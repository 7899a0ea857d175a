//! Result normalizer
//!
//! The single seam where untyped engine payloads become the canonical
//! [`SimulationResult`] and [`ComparisonResult`]. Required fields are
//! verified and reported by JSON path; recoverable oddities (out-of-order
//! years, leadership shares that do not add up, a risk level that does not
//! match its score) become [`NormalizationWarning`]s instead of failures.
//!
//! Both the engine's wire shape and the serialized canonical shape are
//! accepted, so `normalize(serialize(normalize(x)))` yields the same value.

mod fields;
mod timeline;

use std::fmt;

use chrono::{DateTime, NaiveDateTime};
use serde_json::Value;

use crate::error::NormalizationError;
use crate::model::{
    ComparativeAnalysis, ComparisonResult, FinalMetrics, MetricsComparison, RiskAssessment,
    RiskLevel, SimulationResult,
};
use crate::policy::{PolicyConfig, PolicyKind, MAX_DURATION_YEARS, MIN_BUDGET, MIN_DURATION_YEARS};
use fields::Object;

/// Allowed distance of `female + male` from 100
pub const LEADERSHIP_SUM_TOLERANCE: f64 = 0.5;

/// A normalized value together with the non-fatal issues found on the way
#[derive(Debug, Clone, PartialEq)]
pub struct Normalized<T> {
    /// The canonical value
    pub value: T,
    /// Recoverable deviations, in the order they were found
    pub warnings: Vec<NormalizationWarning>,
}

impl<T> Normalized<T> {
    /// Drop the warnings
    pub fn into_value(self) -> T {
        self.value
    }

    /// Whether anything was recovered from
    pub fn has_warnings(&self) -> bool {
        !self.warnings.is_empty()
    }
}

/// Recoverable contract deviation.
///
/// Every variant carries the JSON `path` it refers to.
#[derive(Debug, Clone, PartialEq)]
pub enum NormalizationWarning {
    /// Timeline years were out of order and have been sorted
    TimelineReordered {
        /// Timeline path
        path: String,
    },
    /// Repeated years were dropped, keeping the first occurrence
    DuplicateYears {
        /// Timeline path
        path: String,
        /// Years that appeared more than once
        years: Vec<u32>,
    },
    /// Timeline does not start at year 0
    MissingBaseline {
        /// Timeline path
        path: String,
    },
    /// Leadership shares do not add up to 100
    LeadershipSum {
        /// Path of the split
        path: String,
        /// `female + male`
        total: f64,
    },
    /// Risk level is implausible for its score
    RiskLevelMismatch {
        /// Risk object path
        path: String,
        /// Reported score
        score: f64,
        /// Reported level, kept as is
        level: RiskLevel,
    },
    /// The echoed policy has parameters outside the accepted ranges
    PolicyOutOfRange {
        /// Policy object path
        path: String,
        /// Canonical names of the offending parameters
        fields: Vec<&'static str>,
    },
    /// Timestamp could not be parsed and was dropped
    InvalidTimestamp {
        /// Timestamp path
        path: String,
        /// The raw value, as JSON
        value: String,
    },
    /// An optional field could not be read and was dropped
    IgnoredField {
        /// Field path
        path: String,
        /// What was expected there
        expected: &'static str,
    },
}

impl NormalizationWarning {
    /// JSON path the warning refers to
    pub fn path(&self) -> &str {
        match self {
            Self::TimelineReordered { path }
            | Self::DuplicateYears { path, .. }
            | Self::MissingBaseline { path }
            | Self::LeadershipSum { path, .. }
            | Self::RiskLevelMismatch { path, .. }
            | Self::PolicyOutOfRange { path, .. }
            | Self::InvalidTimestamp { path, .. }
            | Self::IgnoredField { path, .. } => path,
        }
    }
}

impl fmt::Display for NormalizationWarning {
    fn fmt(&self, f: &mut fmt::Formatter<'_>) -> fmt::Result {
        match self {
            Self::TimelineReordered { path } => {
                write!(f, "{path}: years were out of order and have been sorted")
            }
            Self::DuplicateYears { path, years } => {
                write!(f, "{path}: dropped repeated years {years:?}")
            }
            Self::MissingBaseline { path } => write!(f, "{path}: no baseline (year 0) reported"),
            Self::LeadershipSum { path, total } => {
                write!(f, "{path}: leadership shares add up to {total:.2}, not 100")
            }
            Self::RiskLevelMismatch { path, score, level } => {
                write!(f, "{path}: risk level {level} is implausible for score {score:.1}")
            }
            Self::PolicyOutOfRange { path, fields } => {
                write!(f, "{path}: echoed policy out of range ({})", fields.join(", "))
            }
            Self::InvalidTimestamp { path, value } => {
                write!(f, "{path}: unreadable timestamp {value:?} ignored")
            }
            Self::IgnoredField { path, expected } => {
                write!(f, "{path}: ignored, expected {expected}")
            }
        }
    }
}

/// Normalize a raw simulation response
pub fn normalize(raw: &Value) -> Result<Normalized<SimulationResult>, NormalizationError> {
    let mut warnings = Vec::new();
    let body = unwrap_envelope(raw)?;
    let obj = fields::object(body, "")?;
    let value = simulation(obj, "", &mut warnings)?;
    log_warnings(&warnings);
    Ok(Normalized { value, warnings })
}

/// Normalize a raw joint comparison response
pub fn normalize_comparison(
    raw: &Value,
) -> Result<Normalized<ComparisonResult>, NormalizationError> {
    let mut warnings = Vec::new();
    let body = unwrap_envelope(raw)?;
    let obj = fields::object(body, "")?;

    let (a, a_path) = fields::required(obj, "", &["policy_a", "a"])?;
    let a = simulation(fields::object(a, &a_path)?, &a_path, &mut warnings)?;
    let (b, b_path) = fields::required(obj, "", &["policy_b", "b"])?;
    let b = simulation(fields::object(b, &b_path)?, &b_path, &mut warnings)?;

    let (analysis, analysis_path) = fields::required(obj, "", &["analysis"])?;
    let analysis = comparative_analysis(
        fields::object(analysis, &analysis_path)?,
        &analysis_path,
        &mut warnings,
    )?;

    // The engine sends the explanation beside `data`, canonical output inside it.
    let explanation = match raw.get("explanation").filter(|v| !v.is_null()) {
        Some(text) => supplementary(fields::string(text, "explanation"), &mut warnings),
        None => fields::lookup(obj, "", &["explanation"])
            .and_then(|(text, path)| supplementary(fields::string(text, &path), &mut warnings)),
    }
    .map(str::to_string);

    log_warnings(&warnings);
    Ok(Normalized {
        value: ComparisonResult::new(a, b, analysis, explanation),
        warnings,
    })
}

fn log_warnings(warnings: &[NormalizationWarning]) {
    for warning in warnings {
        tracing::warn!("Normalization warning: {}", warning);
    }
}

::::

Take the first line of the material above as the start and the line that contains "canonical shape are" as the end. Output only that span, every line exactly as it stands.

repository 7899a0ea857d175a
//! Result normalizer
//!
//! The single seam where untyped engine payloads become the canonical
//! [`SimulationResult`] and [`ComparisonResult`]. Required fields are
//! verified and reported by JSON path; recoverable oddities (out-of-order
//! years, leadership shares that do not add up, a risk level that does not
//! match its score) become [`NormalizationWarning`]s instead of failures.
//!
//! Both the engine's wire shape and the serialized canonical shape are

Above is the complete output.